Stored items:
★ ★ ★ ★ ★
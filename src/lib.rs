// src/lib.rs
// Public library surface for integration tests (and potential reuse).

pub mod criteria;
pub mod entry;
pub mod error;
pub mod fetch;
pub mod pipeline;
pub mod report;
pub mod xml;

// ---- Re-exports for stable public API ----
pub use crate::criteria::{TargetCriteria, DEFAULT_CPV, PLACSP_TZ};
pub use crate::entry::TenderRecord;
pub use crate::error::{ScanError, ScanResult};
pub use crate::fetch::{ArchiveSource, HttpArchiveSource};
pub use crate::pipeline::scan_archive;
pub use crate::report::{render_html, write_csv};
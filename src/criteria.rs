// src/criteria.rs
// Target criteria for one run: the calendar day and the CPV code set.

use std::collections::BTreeSet;

use chrono::NaiveDate;
use chrono_tz::Tz;

use crate::error::{ScanError, ScanResult};

/// CPV codes scanned for when the caller supplies none.
pub const DEFAULT_CPV: [&str; 3] = ["09330000", "45261215", "45315300"];

/// PLACSP publishes in Spanish civil time; "today" is resolved there.
pub const PLACSP_TZ: Tz = chrono_tz::Europe::Madrid;

/// Immutable filter criteria, fixed for the whole run.
#[derive(Debug, Clone)]
pub struct TargetCriteria {
    date: NaiveDate,
    iso_date: String,
    codes: BTreeSet<String>,
}

impl TargetCriteria {
    /// Resolve criteria from a caller-supplied date (ISO-8601, or today in
    /// [`PLACSP_TZ`] when omitted) and a candidate CPV list.
    ///
    /// Candidates are trimmed, non-numeric ones discarded, the rest
    /// left-zero-padded to 8 characters and de-duplicated. An empty result
    /// set is a configuration error: a run with no valid codes would match
    /// nothing meaningful.
    pub fn resolve(date: Option<&str>, candidate_codes: &[String]) -> ScanResult<Self> {
        let date = resolve_target_date(date)?;
        let codes = normalize_codes(candidate_codes);
        if codes.is_empty() {
            return Err(ScanError::Configuration(
                "no valid CPV codes (8 digits) after normalization".to_string(),
            ));
        }
        Ok(Self {
            iso_date: date.format("%Y-%m-%d").to_string(),
            date,
            codes,
        })
    }

    pub fn date(&self) -> NaiveDate {
        self.date
    }

    /// The target date as `YYYY-MM-DD`, precomputed for the prefix test.
    pub fn iso_date(&self) -> &str {
        &self.iso_date
    }

    pub fn codes(&self) -> &BTreeSet<String> {
        &self.codes
    }

    /// Sorted codes joined for logs and the report meta line.
    pub fn codes_display(&self) -> String {
        self.codes.iter().cloned().collect::<Vec<_>>().join(", ")
    }
}

fn resolve_target_date(date: Option<&str>) -> ScanResult<NaiveDate> {
    match date {
        Some(s) => NaiveDate::parse_from_str(s, "%Y-%m-%d")
            .map_err(|e| ScanError::Configuration(format!("invalid target date {s:?}: {e}"))),
        None => Ok(chrono::Utc::now().with_timezone(&PLACSP_TZ).date_naive()),
    }
}

fn normalize_codes(candidates: &[String]) -> BTreeSet<String> {
    candidates
        .iter()
        .map(|c| c.trim())
        .filter(|c| !c.is_empty() && c.chars().all(|ch| ch.is_ascii_digit()))
        .map(|c| format!("{c:0>8}"))
        .collect()
}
★ ★ ★ ★ ★
Assignment: With nothing left out, print the data above exactly.

Problem solution:
filename src/lib.rs
// src/lib.rs
// Public library surface for integration tests (and potential reuse).

pub mod criteria;
pub mod entry;
pub mod error;
pub mod fetch;
pub mod pipeline;
pub mod report;
pub mod xml;

// ---- Re-exports for stable public API ----
pub use crate::criteria::{TargetCriteria, DEFAULT_CPV, PLACSP_TZ};
pub use crate::entry::TenderRecord;
pub use crate::error::{ScanError, ScanResult};
pub use crate::fetch::{ArchiveSource, HttpArchiveSource};
pub use crate::pipeline::scan_archive;
pub use crate::report::{render_html, write_csv};
filename src/criteria.rs
// src/criteria.rs
// Target criteria for one run: the calendar day and the CPV code set.

use std::collections::BTreeSet;

use chrono::NaiveDate;
use chrono_tz::Tz;

use crate::error::{ScanError, ScanResult};

/// CPV codes scanned for when the caller supplies none.
pub const DEFAULT_CPV: [&str; 3] = ["09330000", "45261215", "45315300"];

/// PLACSP publishes in Spanish civil time; "today" is resolved there.
pub const PLACSP_TZ: Tz = chrono_tz::Europe::Madrid;

/// Immutable filter criteria, fixed for the whole run.
#[derive(Debug, Clone)]
pub struct TargetCriteria {
    date: NaiveDate,
    iso_date: String,
    codes: BTreeSet<String>,
}

impl TargetCriteria {
    /// Resolve criteria from a caller-supplied date (ISO-8601, or today in
    /// [`PLACSP_TZ`] when omitted) and a candidate CPV list.
    ///
    /// Candidates are trimmed, non-numeric ones discarded, the rest
    /// left-zero-padded to 8 characters and de-duplicated. An empty result
    /// set is a configuration error: a run with no valid codes would match
    /// nothing meaningful.
    pub fn resolve(date: Option<&str>, candidate_codes: &[String]) -> ScanResult<Self> {
        let date = resolve_target_date(date)?;
        let codes = normalize_codes(candidate_codes);
        if codes.is_empty() {
            return Err(ScanError::Configuration(
                "no valid CPV codes (8 digits) after normalization".to_string(),
            ));
        }
        Ok(Self {
            iso_date: date.format("%Y-%m-%d").to_string(),
            date,
            codes,
        })
    }

    pub fn date(&self) -> NaiveDate {
        self.date
    }

    /// The target date as `YYYY-MM-DD`, precomputed for the prefix test.
    pub fn iso_date(&self) -> &str {
        &self.iso_date
    }

    pub fn codes(&self) -> &BTreeSet<String> {
        &self.codes
    }

    /// Sorted codes joined for logs and the report meta line.
    pub fn codes_display(&self) -> String {
        self.codes.iter().cloned().collect::<Vec<_>>().join(", ")
    }
}

fn resolve_target_date(date: Option<&str>) -> ScanResult<NaiveDate> {
    match date {
        Some(s) => NaiveDate::parse_from_str(s, "%Y-%m-%d")
            .map_err(|e| ScanError::Configuration(format!("invalid target date {s:?}: {e}"))),
        None => Ok(chrono::Utc::now().with_timezone(&PLACSP_TZ).date_naive()),
    }
}

fn normalize_codes(candidates: &[String]) -> BTreeSet<String> {
    candidates
        .iter()
        .map(|c| c.trim())
        .filter(|c| !c.is_empty() && c.chars().all(|ch| ch.is_ascii_digit()))
        .map(|c| format!("{c:0>8}"))
        .collect()
}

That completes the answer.